My setup and environment:

  • Win10
  • TCP Client: C++ with asio library (no boost), running in background thread.
  • TCP Server: Python3 with SocketServer module, running in background thread.
  • All use blocking I/O at the moment

Requriments:

  • Client sends string commands on user interaction to server occasionally.
  • Server receives commands and do stuff.

Problem:

  • Client may hang at read().
  • Server may hang at recv() after Client hangs.

The "net" result is that Server always gets my initial "Hello" handshaking, but its response string ACK was never received by Client. Looks like some sort of read/write coordination between Client and Server is required.

From questions like https://stackoverflow.com/a/1480246/987846 and Does the TCPServer + BaseRequestHandler in Python's SocketServer close the socket after each call to handle()? I learned that two problems may be involved

  • Python TCP server always closes the connection on receiving so that the handler is not called continuously.
  • TCP connection needs a keep-alive mechanism before it's closed due to a timeout.

I wonder how to fix this and what would be the best strategy for my requirements

  • Design a periodic "sanity-check" ping-pong data transmission between Server and Client.
  • Resort to non-blocking I/O, which I'm unfamiliar with.

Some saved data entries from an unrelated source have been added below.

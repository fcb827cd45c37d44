//! Text for every [`Message`].
//!
//! All user-facing wording is kept here so commands only pick a variant and
//! pass its parameters.

use super::types::Message;
use std::fmt;

impl fmt::Display for Message {
    fn fmt(&self, f: &mut fmt::Formatter<'_>) -> fmt::Result {
        let text = match self {
            // === TASK MESSAGES ===
            Message::TaskCreated(title, id) => format!("Task '{}' created ({})", title, id),
            Message::TaskCompleted(title) => format!("Task '{}' completed", title),
            Message::TaskReopened(title) => format!("Task '{}' reopened", title),
            Message::TaskMarkedImportant(title) => format!("Task '{}' added to the Big Three", title),
            Message::TaskUnmarkedImportant(title) => format!("Task '{}' removed from the Big Three", title),
            Message::TaskMarkedUrgent(title) => format!("Task '{}' marked urgent", title),
            Message::TaskUnmarkedUrgent(title) => format!("Task '{}' is no longer urgent", title),
            Message::TaskWaiting(title) => format!("Task '{}' is waiting on someone else", title),
            Message::TaskNotWaiting(title) => format!("Task '{}' is no longer waiting", title),
            Message::TaskUpdated(title) => format!("Task '{}' updated", title),
            Message::TaskMoved(title, section) => format!("Task '{}' moved to {}", title, section),
            Message::TaskReordered(title, position) => format!("Task '{}' moved to position {}", title, position),
            Message::TaskDeleted(title) => format!("Task '{}' deleted", title),
            Message::NothingToEdit => "Nothing to edit. Pass at least one field option".to_string(),
            Message::InvalidDeadline(value) => format!("Invalid deadline '{}'. Use YYYY-MM-DD or RFC 3339", value),

            // === BOARD MESSAGES ===
            Message::NoTasks => "No tasks yet. Add one with `tasklane add <title>`".to_string(),
            Message::SectionHeader(title, count) => format!("{} ({})", title, count),
            Message::BoardSummary(tasks, sections) => format!("{} tasks in {} sections", tasks, sections),

            // === SYNC MESSAGES ===
            Message::UsingBackend(backend) => format!("Using {} backend", backend),
            Message::WatchStarted(backend) => format!("Watching {} for changes. Press Ctrl+C to stop", backend),
            Message::WatchMerged(changes) => format!("Merged {} remote change(s)", changes),
            Message::WatchConflict(details) => format!("Conflict: {}", details),
            Message::SyncFailed(error) => format!("Sync failed: {}", error),
            Message::ChangeRolledBack(error) => format!("Change was not saved and has been undone: {}", error),

            // === CONFIGURATION MESSAGES ===
            Message::ConfigSaved => "Configuration saved successfully".to_string(),
            Message::ConfigDeleted => "Configuration deleted".to_string(),
            Message::ConfigNotFound => "No configuration file to delete".to_string(),
            Message::ConfigModuleSync => "Sync settings".to_string(),
            Message::ConfigModuleDrag => "Drag settings".to_string(),
            Message::ConfigModuleRemote => "Remote store settings (leave the URL empty to use the local database)".to_string(),
            Message::ConfigModuleDisplay => "Display settings".to_string(),
            Message::PromptUserId => "User id".to_string(),
            Message::PromptSelectModules => "Select settings to configure".to_string(),
            Message::PromptPersistTimeout => "Save timeout (milliseconds)".to_string(),
            Message::PromptReorderDebounce => "Reorder debounce (milliseconds)".to_string(),
            Message::PromptJustChanged => "Highlight changed tasks for (milliseconds)".to_string(),
            Message::PromptRetryOnce => "Retry a failed save once?".to_string(),
            Message::PromptPollInterval => "Remote poll interval (milliseconds)".to_string(),
            Message::PromptActivationDelay => "Drag activation delay (milliseconds)".to_string(),
            Message::PromptDragTolerance => "Drag tolerance (pixels)".to_string(),
            Message::PromptApiUrl => "Remote API URL".to_string(),
            Message::PromptApiKey => "Remote API key".to_string(),
            Message::PromptTable => "Remote table".to_string(),
            Message::PromptVisibleSections => "Visible sections".to_string(),

            // === MIGRATION MESSAGES ===
            Message::MigrationsFound(count) => format!("Found {} pending database migrations", count),
            Message::RunningMigration(version, name) => format!("Running migration v{}: {}", version, name),
            Message::MigrationCompleted(version) => format!("Migration v{} completed", version),
            Message::MigrationFailed(version, error) => format!("Migration v{} failed: {}", version, error),
            Message::AllMigrationsCompleted => "All database migrations completed successfully".to_string(),
            Message::DatabaseUpToDate => "Database is up to date".to_string(),
        };

        write!(f, "{}", text)
    }
}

Or is it simply a bug on my part?

Server code:

import socketserver
import sys
import threading

_dostuff = True

class CmdHandler(socketserver.StreamRequestHandler):
    def handle(self):
        while True:                        
            data = self.request.recv(1024)
            s = data.decode('utf-8')
            if s == 'Hello':
                print('HANDSHAKE: ACK', flush=True)
                self.request.send('ACK\x00'.encode())
            if s == 'Stop':            
                print('Cmd: Mute', flush=True)
                with threading.Lock():
                    _dostuff = False
            if s == 'Start':
                with threading.Lock():
                    _dostuff = True
        return

if __name__ == '__main__':
    import socket    
    import time

    # Command server
    address = ('localhost', 1234)  # let the kernel assign a port
    cmd_server = socketserver.TCPServer(address, CmdHandler)
    cmd_ip, cmd_port = cmd_server.server_address  # what port was assigned?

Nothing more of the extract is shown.